Records for processing below:

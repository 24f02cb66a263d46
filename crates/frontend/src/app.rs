use crate::domain::a001_content_generation::ui::details::ContentCreatorPage;
use contracts::shared::client_config::ClientConfig;
use leptos::prelude::*;

#[component]
pub fn App(config: ClientConfig) -> impl IntoView {
    // Provide the startup configuration to the whole app via context.
    provide_context(config);

    view! {
        <ContentCreatorPage />
    }
}
//! Clipboard utilities for copying text to clipboard
//!
//! Write-only access through the Web Clipboard API.

use wasm_bindgen_futures::spawn_local;

/// Copy text to the system clipboard
///
/// The write is asynchronous; a rejected promise (no permission, insecure
/// context) is logged and otherwise ignored.
///
/// # Example
/// ```rust,ignore
/// copy_to_clipboard("Hello, World!");
/// ```
pub fn copy_to_clipboard(text: &str) {
    let text = text.to_owned();
    spawn_local(async move {
        let Some(window) = web_sys::window() else {
            log::warn!("Clipboard unavailable: no window");
            return;
        };
        let clipboard = window.navigator().clipboard();
        if let Err(e) = wasm_bindgen_futures::JsFuture::from(clipboard.write_text(&text)).await {
            log::error!("Clipboard write failed: {:?}", e);
        }
    });
}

End of Records for processing.

• _Assignment_: The answer is a count and nothing more: lines above that contain "ClientConfig".

• _Your response_: 2